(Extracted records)
== Segment start ==

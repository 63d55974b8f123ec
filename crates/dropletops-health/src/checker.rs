//! HTTP probe logic.
//!
//! A probe is a single GET with a fixed timeout. Redirects are followed;
//! the final status decides the outcome.

use std::time::Duration;

use chrono::TimeDelta;
use reqwest::StatusCode;
use serde::{Deserialize, Serialize};
use tracing::debug;

use crate::error::{HealthError, HealthResult};

/// `true` for statuses in `[200, 400)`.
pub fn classify(status: u16) -> bool {
    (200..400).contains(&status)
}

/// Result of probing one service endpoint.
#[derive(Debug, Clone, PartialEq, Eq, Serialize, Deserialize)]
pub struct ServiceHealth {
    pub service: String,
    pub url: String,
    /// HTTP status, or 0 when the request never got a response.
    pub status: u16,
    pub healthy: bool,
}

/// Issues health probes with a shared client and timeout.
#[derive(Debug, Clone)]
pub struct HttpProber {
    client: reqwest::Client,
}

impl HttpProber {
    pub fn new(timeout: Duration) -> HealthResult<Self> {
        let client = reqwest::Client::builder()
            .timeout(timeout)
            .user_agent(concat!("dropletops-health/", env!("CARGO_PKG_VERSION")))
            .build()
            .map_err(HealthError::Client)?;
        Ok(Self { client })
    }

    /// GET `url` and return the response status.
    pub async fn status(&self, url: &str) -> Result<StatusCode, reqwest::Error> {
        let resp = self.client.get(url).send().await?;
        Ok(resp.status())
    }

    /// Probe a named service. Never fails: a network error is an
    /// unhealthy result with status 0.
    pub async fn probe(&self, service: &str, url: &str) -> ServiceHealth {
        let status = match self.status(url).await {
            Ok(status) => status.as_u16(),
            Err(e) => {
                debug!(error = %e, %url, service, "health probe failed");
                0
            }
        };
        let healthy = classify(status);
        if !healthy && status != 0 {
            debug!(status, %url, service, "health probe returned unhealthy status");
        }
        ServiceHealth {
            service: service.to_string(),
            url: url.to_string(),
            status,
            healthy,
        }
    }
}

/// Format an uptime as `"<d>d <h>h <m>m"`, or `"<h>h <m>m"` under a day.
/// Negative spans (clock skew) read as zero.
pub fn format_uptime(uptime: TimeDelta) -> String {
    let minutes_total = uptime.num_minutes().max(0);
    let days = minutes_total / (24 * 60);
    let hours = (minutes_total / 60) % 24;
    let minutes = minutes_total % 60;

    if days > 0 {
        format!("{days}d {hours}h {minutes}m")
    } else {
        format!("{hours}h {minutes}m")
    }
}

#[cfg(test)]
mod tests {
    use super::*;

    #[test]
    fn classification_boundaries() {
        for status in [200, 204, 301, 302, 399] {
            assert!(classify(status), "{status} should be healthy");
        }
        for status in [0, 100, 199, 400, 404, 500, 503] {
            assert!(!classify(status), "{status} should be unhealthy");
        }
    }

    #[test]
    fn uptime_with_days() {
        let uptime = TimeDelta::days(3) + TimeDelta::hours(4) + TimeDelta::minutes(5);
        assert_eq!(format_uptime(uptime), "3d 4h 5m");
    }

    #[test]
    fn uptime_under_a_day() {
        assert_eq!(format_uptime(TimeDelta::minutes(125)), "2h 5m");
        assert_eq!(format_uptime(TimeDelta::seconds(59)), "0h 0m");
    }

    #[test]
    fn negative_uptime_is_zero() {
        assert_eq!(format_uptime(TimeDelta::minutes(-10)), "0h 0m");
    }

    #[tokio::test]
    async fn unreachable_endpoint_is_status_zero() {
        let prober = HttpProber::new(Duration::from_secs(2)).unwrap();
        // Port 1 on loopback refuses connections.
        let health = prober.probe("Frontend", "http://127.0.0.1:1/").await;
        assert_eq!(health.status, 0);
        assert!(!health.healthy);
        assert_eq!(health.service, "Frontend");
    }
}
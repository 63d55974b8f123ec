//! dropletops-core — shared types for the droplet operations toolkit.
//!
//! Holds the domain model (droplets, snapshots, snapshot actions), the
//! `dropletops.toml` + environment configuration layer, and the
//! [`Severity`] classification every error type in the workspace maps to.

pub mod config;
pub mod duration;
pub mod error;
pub mod naming;
pub mod types;

pub use config::OpsConfig;
pub use duration::parse_duration;
pub use error::{ConfigError, ConfigResult, Severity};
pub use types::*;
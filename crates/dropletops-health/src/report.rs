//! Droplet health report.

use std::fmt::Write as _;
use std::path::{Path, PathBuf};

use chrono::{DateTime, SecondsFormat, Utc};
use serde::{Deserialize, Serialize};
use tracing::{info, warn};

use dropletops_api::ComputeApi;
use dropletops_core::config::ServiceTarget;
use dropletops_core::naming::health_report_file;
use dropletops_core::{Droplet, DropletId};

use crate::checker::{HttpProber, ServiceHealth, format_uptime};
use crate::error::{HealthError, HealthResult};

/// Placeholder for a droplet without any IPv4 network.
const NO_IP: &str = "N/A";

/// Droplet section of the report.
#[derive(Debug, Clone, PartialEq, Eq, Serialize, Deserialize)]
pub struct DropletStatus {
    pub timestamp: String,
    pub droplet_name: String,
    pub status: String,
    pub ip_address: String,
    pub memory_mb: u64,
    pub cpus: u32,
    pub disk_gb: u64,
    pub region: String,
    pub uptime: String,
    /// `true` iff the droplet status is `active`.
    pub healthy: bool,
}

impl DropletStatus {
    pub fn from_droplet(droplet: &Droplet, now: DateTime<Utc>) -> Self {
        Self {
            timestamp: now.to_rfc3339_opts(SecondsFormat::Secs, true),
            droplet_name: droplet.name.clone(),
            status: droplet.status.clone(),
            ip_address: droplet.public_ip().unwrap_or(NO_IP).to_string(),
            memory_mb: droplet.memory_mb,
            cpus: droplet.vcpus,
            disk_gb: droplet.disk_gb,
            region: droplet.region.name.clone(),
            uptime: format_uptime(now - droplet.created_at),
            healthy: droplet.is_active(),
        }
    }
}

#[derive(Debug, Clone, PartialEq, Eq, Serialize, Deserialize)]
pub struct HealthReport {
    pub droplet: DropletStatus,
    pub services: Vec<ServiceHealth>,
    /// Droplet health AND every service's health.
    pub healthy: bool,
}

impl HealthReport {
    pub fn new(droplet: DropletStatus, services: Vec<ServiceHealth>) -> Self {
        let healthy = droplet.healthy && services.iter().all(|s| s.healthy);
        Self {
            droplet,
            services,
            healthy,
        }
    }

    /// Write the report as pretty JSON to
    /// `<dir>/health-report-<YYYY-MM-DD-HH-MM>.json`.
    pub fn save(&self, dir: &Path, now: DateTime<Utc>) -> HealthResult<PathBuf> {
        let path = dir.join(health_report_file(now));
        let json = serde_json::to_string_pretty(self)?;
        std::fs::create_dir_all(dir)
            .and_then(|()| std::fs::write(&path, json))
            .map_err(|source| HealthError::Write {
                path: path.clone(),
                source,
            })?;
        info!(path = %path.display(), "health report saved");
        Ok(path)
    }

    /// Human-readable summary for the terminal.
    pub fn summary(&self) -> String {
        let d = &self.droplet;
        let mut out = String::new();
        let _ = writeln!(out, "=== Health report: {} ===", d.droplet_name);
        let _ = writeln!(out, "Timestamp:  {}", d.timestamp);
        let _ = writeln!(out, "Status:     {} ({})", d.status, health_text(d.healthy));
        let _ = writeln!(out, "Public IP:  {}", d.ip_address);
        let _ = writeln!(out, "Region:     {}", d.region);
        let _ = writeln!(out, "Uptime:     {}", d.uptime);
        let _ = writeln!(out);
        let _ = writeln!(out, "CPUs:   {} vCPUs", d.cpus);
        let _ = writeln!(out, "RAM:    {} MB", d.memory_mb);
        let _ = writeln!(out, "Disk:   {} GB", d.disk_gb);
        let _ = writeln!(out);
        let _ = writeln!(out, "Services:");
        for svc in &self.services {
            let _ = writeln!(
                out,
                "  {:<9} {} (HTTP {})",
                health_text(svc.healthy),
                svc.service,
                svc.status
            );
        }
        let _ = writeln!(out);
        if self.healthy {
            let _ = writeln!(out, "All systems operational");
        } else {
            let _ = writeln!(out, "Some services are degraded");
        }
        out
    }
}

fn health_text(healthy: bool) -> &'static str {
    if healthy { "HEALTHY" } else { "UNHEALTHY" }
}

/// Builds a [`HealthReport`] from the provider's view of the droplet and
/// a probe of each configured service.
pub struct HealthReporter<'a, A: ComputeApi + ?Sized> {
    api: &'a A,
    droplet: DropletId,
    prober: &'a HttpProber,
    services: &'a [ServiceTarget],
}

impl<'a, A: ComputeApi + ?Sized> HealthReporter<'a, A> {
    pub fn new(
        api: &'a A,
        droplet: DropletId,
        prober: &'a HttpProber,
        services: &'a [ServiceTarget],
    ) -> Self {
        Self {
            api,
            droplet,
            prober,
            services,
        }
    }

    /// Fetch the droplet, then probe `http://<public-ip><path>` for every
    /// service in order.
    pub async fn run(&self, now: DateTime<Utc>) -> HealthResult<HealthReport> {
        let droplet = self
            .api
            .get_droplet(self.droplet)
            .await
            .map_err(|source| HealthError::Droplet {
                droplet: self.droplet,
                source,
            })?;
        let status = DropletStatus::from_droplet(&droplet, now);

        let mut services = Vec::with_capacity(self.services.len());
        for target in self.services {
            let url = format!("http://{}{}", status.ip_address, target.path);
            let health = self.prober.probe(&target.name, &url).await;
            if !health.healthy {
                warn!(service = %health.service, url = %health.url, status = health.status, "service unhealthy");
            }
            services.push(health);
        }

        let report = HealthReport::new(status, services);
        info!(
            droplet = %self.droplet,
            healthy = report.healthy,
            services = report.services.len(),
            "health report built"
        );
        Ok(report)
    }
}
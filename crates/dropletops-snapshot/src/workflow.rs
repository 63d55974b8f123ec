//! Snapshot workflow: request, wait, then optionally prune.

use chrono::{DateTime, Utc};
use tokio::sync::watch;
use tracing::{info, warn};

use dropletops_api::ComputeApi;
use dropletops_core::config::SnapshotPlan;
use dropletops_core::naming::Stamp;
use dropletops_core::{ActionId, DropletId};

use crate::error::SnapshotResult;
use crate::poller::{ActionPoller, PollReport};
use crate::pruner::{PruneReport, RetentionPruner};
use crate::requester::SnapshotRequester;

/// What happened in the pruning stage.
#[derive(Debug, Clone)]
pub enum PruneStage {
    /// Pruning disabled for this run.
    Skipped,
    Completed(PruneReport),
    /// Listing failed after a successful snapshot; the snapshot stands.
    ListFailed(String),
}

#[derive(Debug, Clone)]
pub struct WorkflowReport {
    pub snapshot_name: String,
    pub action_id: ActionId,
    pub poll: PollReport,
    pub prune: PruneStage,
}

pub struct SnapshotWorkflow<'a, A: ComputeApi + ?Sized> {
    api: &'a A,
    droplet: DropletId,
    plan: SnapshotPlan,
    stamp: Stamp,
    prune: bool,
}

impl<'a, A: ComputeApi + ?Sized> SnapshotWorkflow<'a, A> {
    /// A workflow that names snapshots per day and prunes afterwards.
    pub fn new(api: &'a A, droplet: DropletId, plan: SnapshotPlan) -> Self {
        Self {
            api,
            droplet,
            plan,
            stamp: Stamp::Day,
            prune: true,
        }
    }

    pub fn with_stamp(mut self, stamp: Stamp) -> Self {
        self.stamp = stamp;
        self
    }

    pub fn with_pruning(mut self, prune: bool) -> Self {
        self.prune = prune;
        self
    }

    /// Run the whole lifecycle.
    ///
    /// Request and poll failures are returned as errors. A failure to list
    /// snapshots for pruning is tolerated and reported in
    /// [`WorkflowReport::prune`].
    pub async fn run(
        &self,
        name: Option<&str>,
        now: DateTime<Utc>,
        shutdown: watch::Receiver<bool>,
    ) -> SnapshotResult<WorkflowReport> {
        let snapshot_name = match name {
            Some(n) if !n.trim().is_empty() => n.to_string(),
            _ => SnapshotRequester::<A>::default_name(&self.plan.name_prefix, self.stamp, now),
        };

        let action_id = SnapshotRequester::new(self.api, self.droplet)
            .request(&snapshot_name)
            .await?;

        let poll = ActionPoller::new(self.api, self.droplet, self.plan.poll_interval)
            .with_timeout(self.plan.timeout)
            .wait(action_id, shutdown)
            .await?;

        info!(droplet = %self.droplet, name = %snapshot_name, "snapshot completed");

        let prune = if self.prune {
            let pruner = RetentionPruner::new(self.api, self.droplet, self.plan.retention);
            match pruner.prune().await {
                Ok(report) => PruneStage::Completed(report),
                Err(e) => {
                    warn!(droplet = %self.droplet, error = %e, "skipping pruning");
                    PruneStage::ListFailed(e.to_string())
                }
            }
        } else {
            PruneStage::Skipped
        };

        Ok(WorkflowReport {
            snapshot_name,
            action_id,
            poll,
            prune,
        })
    }
}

== Segment end ==

Aim of the exercise: Copy each line above that contains the word "crates".

Output below:
filename crates/dropletops-health/src/checker.rs
filename crates/dropletops-health/src/report.rs
filename crates/dropletops-snapshot/src/workflow.rs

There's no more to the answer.